#### Records supplied:
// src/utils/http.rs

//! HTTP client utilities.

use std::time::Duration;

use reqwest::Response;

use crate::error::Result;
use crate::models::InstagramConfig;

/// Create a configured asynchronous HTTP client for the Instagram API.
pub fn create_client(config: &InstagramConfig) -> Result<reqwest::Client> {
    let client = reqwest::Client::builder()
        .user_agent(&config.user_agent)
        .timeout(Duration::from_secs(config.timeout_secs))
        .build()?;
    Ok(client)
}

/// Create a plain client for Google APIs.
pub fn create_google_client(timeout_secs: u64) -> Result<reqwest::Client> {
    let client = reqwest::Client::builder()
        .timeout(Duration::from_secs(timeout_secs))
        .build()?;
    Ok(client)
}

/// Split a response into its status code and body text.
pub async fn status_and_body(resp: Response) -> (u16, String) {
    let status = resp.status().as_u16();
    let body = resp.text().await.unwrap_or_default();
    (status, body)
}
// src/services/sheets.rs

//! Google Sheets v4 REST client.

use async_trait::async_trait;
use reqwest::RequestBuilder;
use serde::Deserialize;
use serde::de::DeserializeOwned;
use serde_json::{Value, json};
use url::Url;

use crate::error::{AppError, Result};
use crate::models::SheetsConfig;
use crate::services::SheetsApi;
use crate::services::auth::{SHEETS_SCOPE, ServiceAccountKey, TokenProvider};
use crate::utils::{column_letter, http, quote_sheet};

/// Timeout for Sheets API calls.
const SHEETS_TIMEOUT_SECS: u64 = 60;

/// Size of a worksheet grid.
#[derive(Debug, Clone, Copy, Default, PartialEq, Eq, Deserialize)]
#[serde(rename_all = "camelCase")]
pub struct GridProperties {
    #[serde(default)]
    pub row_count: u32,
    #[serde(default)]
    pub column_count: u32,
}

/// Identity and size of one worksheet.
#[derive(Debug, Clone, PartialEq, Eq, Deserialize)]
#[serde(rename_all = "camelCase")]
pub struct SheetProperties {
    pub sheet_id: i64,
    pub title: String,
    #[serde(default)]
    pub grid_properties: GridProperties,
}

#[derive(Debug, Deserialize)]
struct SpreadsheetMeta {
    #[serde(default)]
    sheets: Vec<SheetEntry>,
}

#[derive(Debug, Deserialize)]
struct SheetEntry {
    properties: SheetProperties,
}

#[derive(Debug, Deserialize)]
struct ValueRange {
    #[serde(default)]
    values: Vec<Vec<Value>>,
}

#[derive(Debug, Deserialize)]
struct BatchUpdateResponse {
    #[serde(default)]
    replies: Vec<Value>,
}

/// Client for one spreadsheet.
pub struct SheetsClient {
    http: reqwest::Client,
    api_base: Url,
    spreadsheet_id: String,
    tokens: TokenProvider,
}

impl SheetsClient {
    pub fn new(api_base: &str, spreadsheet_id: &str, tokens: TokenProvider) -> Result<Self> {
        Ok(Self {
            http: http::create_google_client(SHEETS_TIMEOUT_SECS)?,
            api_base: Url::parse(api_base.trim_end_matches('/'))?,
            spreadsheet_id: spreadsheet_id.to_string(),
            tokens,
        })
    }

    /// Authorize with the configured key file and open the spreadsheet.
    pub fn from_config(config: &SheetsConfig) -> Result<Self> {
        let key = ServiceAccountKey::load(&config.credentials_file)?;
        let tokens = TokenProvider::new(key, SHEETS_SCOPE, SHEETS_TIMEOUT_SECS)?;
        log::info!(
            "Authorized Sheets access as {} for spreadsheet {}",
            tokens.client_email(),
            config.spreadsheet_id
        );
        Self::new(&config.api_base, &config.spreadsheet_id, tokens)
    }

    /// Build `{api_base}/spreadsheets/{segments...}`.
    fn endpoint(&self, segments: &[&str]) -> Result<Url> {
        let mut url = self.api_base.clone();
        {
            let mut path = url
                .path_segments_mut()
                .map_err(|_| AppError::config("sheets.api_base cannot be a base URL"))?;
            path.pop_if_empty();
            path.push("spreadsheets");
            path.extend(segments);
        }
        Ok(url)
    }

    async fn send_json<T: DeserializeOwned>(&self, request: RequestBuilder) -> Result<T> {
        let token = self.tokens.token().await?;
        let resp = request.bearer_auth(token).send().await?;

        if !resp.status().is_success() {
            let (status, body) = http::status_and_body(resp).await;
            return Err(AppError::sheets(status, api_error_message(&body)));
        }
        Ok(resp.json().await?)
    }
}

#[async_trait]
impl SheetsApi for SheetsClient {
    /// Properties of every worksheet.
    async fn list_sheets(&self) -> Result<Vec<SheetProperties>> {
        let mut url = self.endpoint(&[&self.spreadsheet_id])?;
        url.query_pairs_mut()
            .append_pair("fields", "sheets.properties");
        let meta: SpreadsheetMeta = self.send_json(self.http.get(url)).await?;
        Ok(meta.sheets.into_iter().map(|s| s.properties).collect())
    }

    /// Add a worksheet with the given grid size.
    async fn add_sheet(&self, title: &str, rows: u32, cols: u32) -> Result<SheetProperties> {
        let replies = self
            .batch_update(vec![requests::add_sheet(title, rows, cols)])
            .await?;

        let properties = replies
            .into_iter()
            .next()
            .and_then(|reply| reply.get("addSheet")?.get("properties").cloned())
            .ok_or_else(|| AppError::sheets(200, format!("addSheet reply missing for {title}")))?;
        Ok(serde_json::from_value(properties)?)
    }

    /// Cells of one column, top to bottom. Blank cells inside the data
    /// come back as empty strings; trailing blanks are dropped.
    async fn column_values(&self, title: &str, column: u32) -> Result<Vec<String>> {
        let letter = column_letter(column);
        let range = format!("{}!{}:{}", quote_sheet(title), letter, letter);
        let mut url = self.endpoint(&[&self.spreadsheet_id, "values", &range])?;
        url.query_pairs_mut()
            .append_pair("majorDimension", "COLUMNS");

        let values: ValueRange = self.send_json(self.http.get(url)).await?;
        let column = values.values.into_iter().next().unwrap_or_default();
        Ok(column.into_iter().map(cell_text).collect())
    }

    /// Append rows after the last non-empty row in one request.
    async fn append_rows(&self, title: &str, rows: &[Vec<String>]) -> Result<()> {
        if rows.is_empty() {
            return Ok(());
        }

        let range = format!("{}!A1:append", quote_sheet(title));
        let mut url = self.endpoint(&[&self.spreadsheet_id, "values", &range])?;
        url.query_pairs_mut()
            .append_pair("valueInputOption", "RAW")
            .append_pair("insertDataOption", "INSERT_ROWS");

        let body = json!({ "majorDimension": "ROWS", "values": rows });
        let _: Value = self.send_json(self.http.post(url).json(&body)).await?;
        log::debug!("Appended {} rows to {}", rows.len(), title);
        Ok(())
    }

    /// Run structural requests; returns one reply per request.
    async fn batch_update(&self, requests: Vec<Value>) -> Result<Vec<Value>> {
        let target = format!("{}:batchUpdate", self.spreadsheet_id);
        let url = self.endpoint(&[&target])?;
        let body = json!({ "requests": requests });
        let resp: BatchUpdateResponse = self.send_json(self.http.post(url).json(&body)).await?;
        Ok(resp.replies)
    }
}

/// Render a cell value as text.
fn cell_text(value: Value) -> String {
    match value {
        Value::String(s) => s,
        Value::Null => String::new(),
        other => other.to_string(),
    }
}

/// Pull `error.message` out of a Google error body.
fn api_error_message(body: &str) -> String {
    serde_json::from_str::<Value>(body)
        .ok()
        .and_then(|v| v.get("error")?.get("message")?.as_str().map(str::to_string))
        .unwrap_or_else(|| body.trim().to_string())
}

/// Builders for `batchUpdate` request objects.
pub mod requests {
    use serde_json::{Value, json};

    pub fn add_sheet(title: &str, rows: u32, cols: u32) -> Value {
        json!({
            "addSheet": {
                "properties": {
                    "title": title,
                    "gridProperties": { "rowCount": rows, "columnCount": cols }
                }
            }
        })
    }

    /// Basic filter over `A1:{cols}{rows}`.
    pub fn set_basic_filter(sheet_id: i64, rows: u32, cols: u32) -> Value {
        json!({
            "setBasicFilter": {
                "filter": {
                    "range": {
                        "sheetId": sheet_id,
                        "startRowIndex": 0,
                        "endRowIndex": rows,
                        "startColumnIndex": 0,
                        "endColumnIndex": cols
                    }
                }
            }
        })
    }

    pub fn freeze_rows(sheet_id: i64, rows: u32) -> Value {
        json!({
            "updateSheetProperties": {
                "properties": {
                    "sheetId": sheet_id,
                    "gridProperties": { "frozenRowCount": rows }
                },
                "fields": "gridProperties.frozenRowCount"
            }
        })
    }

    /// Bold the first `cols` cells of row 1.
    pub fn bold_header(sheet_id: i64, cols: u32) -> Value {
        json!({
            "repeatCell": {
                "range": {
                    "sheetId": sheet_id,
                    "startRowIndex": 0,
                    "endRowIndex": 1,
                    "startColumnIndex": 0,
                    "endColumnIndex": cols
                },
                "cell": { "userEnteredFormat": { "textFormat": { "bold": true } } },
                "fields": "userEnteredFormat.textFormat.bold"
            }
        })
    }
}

#### How to complete this task:
Begin with the top line of the material and go as far as the line with "for Google APIs.". Set down those lines exactly, both ends included, and nothing more.

#### Result for this task:
// src/utils/http.rs

//! HTTP client utilities.

use std::time::Duration;

use reqwest::Response;

use crate::error::Result;
use crate::models::InstagramConfig;

/// Create a configured asynchronous HTTP client for the Instagram API.
pub fn create_client(config: &InstagramConfig) -> Result<reqwest::Client> {
    let client = reqwest::Client::builder()
        .user_agent(&config.user_agent)
        .timeout(Duration::from_secs(config.timeout_secs))
        .build()?;
    Ok(client)
}

/// Create a plain client for Google APIs.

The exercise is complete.